Speaker: Samuel Bignardi
Visiting Ph.D. Student, University of Ferrara, Italy
Title: Surface Wave Dispersion in Laterally Heterogeneous Media
Date and Time: Wednesday, September 9 at 1:00 pm
Location: SEB 122
Abstract: Consider a soil layer surrounding a piecewise homogenous half-space their separation surface. The depth η(x) of the upper soil layer is not uniform in space, and x is the direction of wave propagation. We are interested in the following inverse problem: given measurements of the spatial variation of the phase velocity c(x) of Love/Rayleigh waves at the free surface, determine the spatial variation of the depth s(x) of the interface between the two soil layers and their associated mechanical properties. To do so, we define an error functional as the mismatch between the given phase velocity data and the theoretical phase velocity c(x) computed by the ‘forward model’ which solves the wave dynamics. The forward model may be solved only if both the interface and the soil properties are known in advance or estimated. This, however, is exactly what is not known and what one wants to reconstruct via the inverse problem above. This is typically solved by making an initial guess for the unknown variables, solving the forward model, and then comparing the resulting modeled data with the actual measured data. The assumed piece-wise homogeneous nature of the soil is ideally suited for a class of geometric evolution techniques known as Active Surfaces which have become one of the more promising recent computational and mathematical methods in biomedical imaging. Active surfaces in combination with Adjoint Methods can be exploited to determine how the interface s(x) should be evolved during the iterations until the best match is achieved.
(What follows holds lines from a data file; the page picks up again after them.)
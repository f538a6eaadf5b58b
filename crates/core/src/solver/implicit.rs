//! Implicit enthalpy solver with adaptive time stepping
//!
//! Each step solves the backward-Euler control-volume balance
//!
//! ```text
//! τ·w_i·(H_i(T) − H_i(Tⁿ)) = dt·(K_{i+½}(T_{i+1} − T_i) − K_{i−½}(T_i − T_{i−1})) [+ dt·q_geo at the bottom]
//! ```
//!
//! for the nodes below the top boundary, where `w_i` is the control-volume
//! width, `K = 2·k_a·k_b / ((k_a + k_b)·Δx)` the face conductance and
//! `τ` converts MJ·m⁻³ per day into W·m⁻². The nonlinear system is iterated
//! with a tridiagonal linearisation whose capacity term is the enthalpy
//! chord, falling back to the analytic apparent capacity when the node has
//! barely moved. A step that does not converge is rolled back and retried
//! at half the size.

use tracing::{debug, trace};

use super::tridiagonal::TridiagonalSystem;
use crate::column::LayeredColumnState;
use crate::config::SolverConfig;
use crate::core_types::OffsetArray;
use crate::error::{GiplError, GiplResult};
use crate::physics::constants::TIME_SCALE;

/// Remaining interval below which a step counts as reaching the target (days)
const TIME_EPSILON: f64 = 1.0e-9;

/// Step-control state machine.
#[derive(Debug, Clone, Copy, PartialEq, Eq)]
pub enum StepState {
    /// Ready to attempt the next step
    Stepping,
    /// The attempted step met the tolerance
    Converged {
        /// Iterations used
        iterations: u32,
    },
    /// Iteration budget exhausted or non-finite increment
    NotConverged,
    /// Target time reached
    Done,
}
use permafrost_core::{Column, ColumnSetup, IntervalResults};
use std::os::raw::c_char;
use std::ptr;
use std::sync::{RwLock, RwLockReadGuard, RwLockWriteGuard};

use crate::catalog::GiplCatalog;
use crate::error::{DefaultGiplError, GiplErrorCode};
use crate::helpers::{ref_from_ptr, str_from_ptr, track_error, track_result};

/// One simulated soil column plus the results of its last interval.
///
/// # Thread Safety
/// The column is protected by an `RwLock`, so queries from several threads
/// may overlap while `gipl_column_run_interval` takes the write lock.
pub struct GiplColumn {
    pub(crate) column: RwLock<Column>,
    pub(crate) last_results: RwLock<Option<IntervalResults>>,
}

impl GiplColumn {
    /// Build a column from a JSON column setup.
    pub(crate) fn new(
        catalog: &GiplCatalog,
        name: &str,
        setup_json: &str,
    ) -> Result<Box<Self>, DefaultGiplError> {
        let setup: ColumnSetup = serde_json::from_str(setup_json).map_err(|e| {
            DefaultGiplError::invalid_parameter(format!("Column setup JSON: {e}"))
        })?;
        let column = Column::new(name, catalog.inner.clone(), &setup)?;
        Ok(Box::new(Self {
            column: RwLock::new(column),
            last_results: RwLock::new(None),
        }))
    }

    pub(crate) fn read(&self) -> Result<RwLockReadGuard<'_, Column>, DefaultGiplError> {
        self.column
            .read()
            .map_err(|_| DefaultGiplError::lock_poisoned("column"))
    }

    pub(crate) fn write(&self) -> Result<RwLockWriteGuard<'_, Column>, DefaultGiplError> {
        self.column
            .write()
            .map_err(|_| DefaultGiplError::lock_poisoned("column"))
    }

    pub(crate) fn results(
        &self,
    ) -> Result<RwLockReadGuard<'_, Option<IntervalResults>>, DefaultGiplError> {
        self.last_results
            .read()
            .map_err(|_| DefaultGiplError::lock_poisoned("results"))
    }
}

/// Create a column from a JSON setup.
///
/// The setup lists the snow grid and soil layers, for example:
/// ```json
/// {
///   "snow": { "nodes": 10, "max_thickness": 1.0, "initial_temperature": -1.0 },
///   "soil_layers": [
///     { "layer_type": "Peat", "nodes": 10, "max_depth": 0.5,
///       "initial_temperature": 0.5, "initial_water_content": 0.6 },
///     { "layer_type": "MineralSoil", "nodes": 40, "max_depth": 20.0,
///       "initial_temperature": -1.0, "initial_water_content": 0.3 }
///   ],
///   "output_depths": [0.05, 0.1, 0.2, 0.5, 1.0]
/// }
/// ```
///
/// # Safety
/// `catalog` must be a live catalog handle, `name` and `setup_json`
/// NUL-terminated UTF-8 strings and `out_column` a valid pointer to writable
/// storage. On error `*out_column` is set to null.
#[no_mangle]
pub unsafe extern "C" fn gipl_column_new(
    catalog: *const GiplCatalog,
    name: *const c_char,
    setup_json: *const c_char,
    out_column: *mut *mut GiplColumn,
) -> GiplErrorCode {
    if out_column.is_null() {
        return track_error(&DefaultGiplError::null_pointer("out_column"));
    }

    let result = (|| {
        // SAFETY: live catalog handle and NUL-terminated strings per the
        // function contract.
        let (catalog, name, setup_json) = unsafe {
            (
                ref_from_ptr(catalog, "catalog")?,
                str_from_ptr(name, "name")?,
                str_from_ptr(setup_json, "setup_json")?,
            )
        };
        GiplColumn::new(catalog, name, setup_json)
    })();

    match track_result(result) {
        Ok(column) => {
            // SAFETY: `out_column` checked for null above.
            unsafe {
                *out_column = Box::into_raw(column);
            }
            GiplErrorCode::Ok
        }
        Err(code) => {
            // SAFETY: as above; set to null on error per documentation contract.
            unsafe {
                *out_column = ptr::null_mut();
            }
            code
        }
    }
}

/// Destroy a column created by `gipl_column_new`.
///
/// # Safety
/// `ptr` must come from `gipl_column_new` and not have been destroyed
/// already. Null is a no-op.
#[no_mangle]
pub unsafe extern "C" fn gipl_column_destroy(ptr: *mut GiplColumn) {
    if ptr.is_null() {
        return;
    }

    // SAFETY: The pointer was created by `Box::into_raw` in `gipl_column_new`
    // and not freed or moved elsewhere.
    unsafe {
        drop(Box::from_raw(ptr));
    }
}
In this talk, I will give an overview of the inverse problem above and then I will present some recent results on the theoretical formulation of the forward model for the Love wave dynamics. Using calculus of variations, such model stems from a Lagrangian appropriate to Love waves in the form of a system of coupled second order linear ODEs. These are solved numerically using Chebycheff spectral methods. Applications are finally presented.